● **EXERCISE PROMPT**: In the entries, find all lines that hold the word "format" and copy them.
** Opening INPUT block **
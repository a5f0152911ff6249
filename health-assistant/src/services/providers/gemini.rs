//! Gemini AI provider implementation.
//!
//! Calls the `generateContent` REST method of Google's Generative Language
//! API and flattens the first candidate into plain text.

use super::{FinishReason, GenerationParams, ProviderError, ProviderResponse, TextProvider};
use async_trait::async_trait;
use reqwest::Client;
use serde::{Deserialize, Serialize};
use std::time::Duration;

/// Header carrying the API key, kept out of the URL so it never shows up in
/// reqwest error strings.
const API_KEY_HEADER: &str = "x-goog-api-key";

/// Gemini provider configuration.
#[derive(Debug, Clone)]
pub struct GeminiConfig {
    pub api_key: String,
    pub model: String,
    pub api_base: String,
    pub timeout: Duration,
}

/// Gemini text provider.
pub struct GeminiTextProvider {
    config: GeminiConfig,
    client: Client,
}

impl GeminiTextProvider {
    pub fn new(config: GeminiConfig) -> Result<Self, ProviderError> {
        let client = Client::builder()
            .timeout(config.timeout)
            .build()
            .map_err(|e| {
                ProviderError::NotConfigured(format!("Failed to create HTTP client: {}", e))
            })?;

        Ok(Self { config, client })
    }

    pub fn is_configured(&self) -> bool {
        !self.config.api_key.trim().is_empty()
    }

    /// Build the API URL for the given method. Accepts model ids with or
    /// without the `models/` prefix.
    fn api_url(&self, method: &str) -> String {
        let model = self
            .config
            .model
            .strip_prefix("models/")
            .unwrap_or(&self.config.model);
        format!(
            "{}/models/{}:{}",
            self.config.api_base.trim_end_matches('/'),
            model,
            method
        )
    }

    fn build_request(prompt: &str, params: &GenerationParams) -> GenerateContentRequest {
        GenerateContentRequest {
            contents: vec![Content {
                role: Some("user".to_string()),
                parts: vec![Part {
                    text: Some(prompt.to_string()),
                }],
            }],
            generation_config: params.json_output.then(|| GenerationConfig {
                response_mime_type: Some("application/json".to_string()),
            }),
        }
    }
}

#[async_trait]
impl TextProvider for GeminiTextProvider {
    async fn generate(
        &self,
        prompt: &str,
        params: &GenerationParams,
    ) -> Result<ProviderResponse, ProviderError> {
        self.health_check().await?;

        let request = Self::build_request(prompt, params);
        let url = self.api_url("generateContent");

        tracing::debug!(
            model = %self.config.model,
            prompt_len = prompt.len(),
            json_output = params.json_output,
            "Sending request to Gemini API"
        );

        let response = self
            .client
            .post(&url)
            .header(API_KEY_HEADER, &self.config.api_key)
            .json(&request)
            .send()
            .await
            .map_err(|e| ProviderError::NetworkError(e.without_url().to_string()))?;

        if !response.status().is_success() {
            let status = response.status();
            let error_text = response.text().await.unwrap_or_default();

            if status.as_u16() == 429 {
                return Err(ProviderError::RateLimited);
            }

            return Err(ProviderError::ApiError(format!(
                "Gemini API error {}: {}",
                status, error_text
            )));
        }

        let api_response: GenerateContentResponse = response.json().await.map_err(|e| {
            ProviderError::ApiError(format!("Failed to parse response: {}", e.without_url()))
        })?;

        api_response.into_provider_response()
    }

    async fn health_check(&self) -> Result<(), ProviderError> {
        if self.is_configured() {
            Ok(())
        } else {
            Err(ProviderError::NotConfigured(
                "GEMINI_API_KEY is not set".to_string(),
            ))
        }
    }

    fn model(&self) -> &str {
        &self.config.model
    }
}

// ============================================================================
// Gemini API Request/Response Types
// ============================================================================

#[derive(Debug, Serialize)]
#[serde(rename_all = "camelCase")]
struct GenerateContentRequest {
    contents: Vec<Content>,
    #[serde(skip_serializing_if = "Option::is_none")]
    generation_config: Option<GenerationConfig>,
}

#[derive(Debug, Serialize, Deserialize)]
#[serde(rename_all = "camelCase")]
struct Content {
    #[serde(default, skip_serializing_if = "Option::is_none")]
    role: Option<String>,
    #[serde(default)]
    parts: Vec<Part>,
}

/// Only text parts are of interest; other part kinds deserialize with
/// `text: None` and are skipped.
#[derive(Debug, Serialize, Deserialize)]
struct Part {
    #[serde(default, skip_serializing_if = "Option::is_none")]
    text: Option<String>,
}

#[derive(Debug, Serialize)]
#[serde(rename_all = "camelCase")]
struct GenerationConfig {
    #[serde(skip_serializing_if = "Option::is_none")]
    response_mime_type: Option<String>,
}

#[derive(Debug, Deserialize)]
#[serde(rename_all = "camelCase")]
struct GenerateContentResponse {
    #[serde(default)]
    candidates: Vec<Candidate>,
    #[serde(default)]
    usage_metadata: Option<UsageMetadata>,
    #[serde(default)]
    prompt_feedback: Option<PromptFeedback>,
}

#[derive(Debug, Deserialize)]
#[serde(rename_all = "camelCase")]
struct Candidate {
    #[serde(default)]
    content: Option<Content>,
    #[serde(default)]
    finish_reason: Option<String>,
}

#[derive(Debug, Deserialize, Default)]
#[serde(rename_all = "camelCase")]
struct UsageMetadata {
    prompt_token_count: Option<i32>,
    candidates_token_count: Option<i32>,
}

#[derive(Debug, Deserialize)]
#[serde(rename_all = "camelCase")]
struct PromptFeedback {
    #[serde(default)]
    block_reason: Option<String>,
}

impl GenerateContentResponse {
    fn into_provider_response(self) -> Result<ProviderResponse, ProviderError> {
        let Some(candidate) = self.candidates.into_iter().next() else {
            if let Some(reason) = self.prompt_feedback.and_then(|f| f.block_reason) {
                tracing::warn!(block_reason = %reason, "Gemini blocked the prompt");
                return Err(ProviderError::ContentFiltered);
            }
            return Err(ProviderError::ApiError(
                "Response contained no candidates".to_string(),
            ));
        };

        let finish_reason = FinishReason::from_api(candidate.finish_reason.as_deref());
        if finish_reason == FinishReason::ContentFilter {
            return Err(ProviderError::ContentFiltered);
        }

        let text: String = candidate
            .content
            .map(|c| c.parts)
            .unwrap_or_default()
            .into_iter()
            .filter_map(|p| p.text)
            .collect();

        let usage = self.usage_metadata.unwrap_or_default();

        Ok(ProviderResponse {
            text: if text.is_empty() { None } else { Some(text) },
            input_tokens: usage.prompt_token_count.unwrap_or(0),
            output_tokens: usage.candidates_token_count.unwrap_or(0),
            finish_reason,
        })
    }
}

#[cfg(test)]
mod tests {
    use super::*;
    use serde_json::json;

    fn test_config(api_base: &str, api_key: &str) -> GeminiConfig {
        GeminiConfig {
            api_key: api_key.to_string(),
            model: "models/gemini-2.5-flash".to_string(),
            api_base: api_base.to_string(),
            timeout: Duration::from_secs(5),
        }
    }

    #[test]
    fn test_api_url_strips_models_prefix() {
        let provider =
            GeminiTextProvider::new(test_config("https://example.test/v1beta/", "k")).unwrap();
        assert_eq!(
            provider.api_url("generateContent"),
            "https://example.test/v1beta/models/gemini-2.5-flash:generateContent"
        );
    }

    #[test]
    fn test_request_serialization() {
        let plain = GeminiTextProvider::build_request("hello", &GenerationParams::default());
        assert_eq!(
            serde_json::to_value(&plain).unwrap(),
            json!({"contents": [{"role": "user", "parts": [{"text": "hello"}]}]})
        );

        let structured = GeminiTextProvider::build_request("hello", &GenerationParams::json());
        let value = serde_json::to_value(&structured).unwrap();
        assert_eq!(
            value["generationConfig"]["responseMimeType"],
            "application/json"
        );
    }

    #[test]
    fn test_response_concatenates_text_parts() {
        let response: GenerateContentResponse = serde_json::from_value(json!({
            "candidates": [{
                "content": {
                    "role": "model",
                    "parts": [{"text": "Rest and "}, {"text": "hydrate."}]
                },
                "finishReason": "STOP"
            }],
            "usageMetadata": {"promptTokenCount": 12, "candidatesTokenCount": 4}
        }))
        .unwrap();

        let result = response.into_provider_response().unwrap();
        assert_eq!(result.text.as_deref(), Some("Rest and hydrate."));
        assert_eq!(result.input_tokens, 12);
        assert_eq!(result.output_tokens, 4);
        assert_eq!(result.finish_reason, FinishReason::Complete);
    }

    #[test]
    fn test_response_without_candidates() {
        let blocked: GenerateContentResponse = serde_json::from_value(json!({
            "promptFeedback": {"blockReason": "SAFETY"}
        }))
        .unwrap();
        assert_eq!(
            blocked.into_provider_response().unwrap_err(),
            ProviderError::ContentFiltered
        );

        let empty: GenerateContentResponse = serde_json::from_value(json!({})).unwrap();
        assert!(matches!(
            empty.into_provider_response(),
            Err(ProviderError::ApiError(_))
        ));
    }

    #[test]
    fn test_safety_finish_is_filtered() {
        let response: GenerateContentResponse = serde_json::from_value(json!({
            "candidates": [{"finishReason": "SAFETY"}]
        }))
        .unwrap();
        assert_eq!(
            response.into_provider_response().unwrap_err(),
            ProviderError::ContentFiltered
        );
    }

    #[tokio::test]
    async fn test_missing_api_key_fails_without_network() {
        let provider = GeminiTextProvider::new(test_config("http://127.0.0.1:9", "")).unwrap();
        assert!(!provider.is_configured());
        assert_eq!(
            provider.health_check().await,
            Err(ProviderError::NotConfigured(
                "GEMINI_API_KEY is not set".to_string()
            ))
        );

        let err = provider
            .generate("hi", &GenerationParams::default())
            .await
            .unwrap_err();
        assert!(matches!(err, ProviderError::NotConfigured(_)));
    }
}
** Closing INPUT block **
● **TASK RESULT**:
                ProviderError::NotConfigured(format!("Failed to create HTTP client: {}", e))
        format!(
            return Err(ProviderError::ApiError(format!(
            ProviderError::ApiError(format!("Failed to parse response: {}", e.without_url()))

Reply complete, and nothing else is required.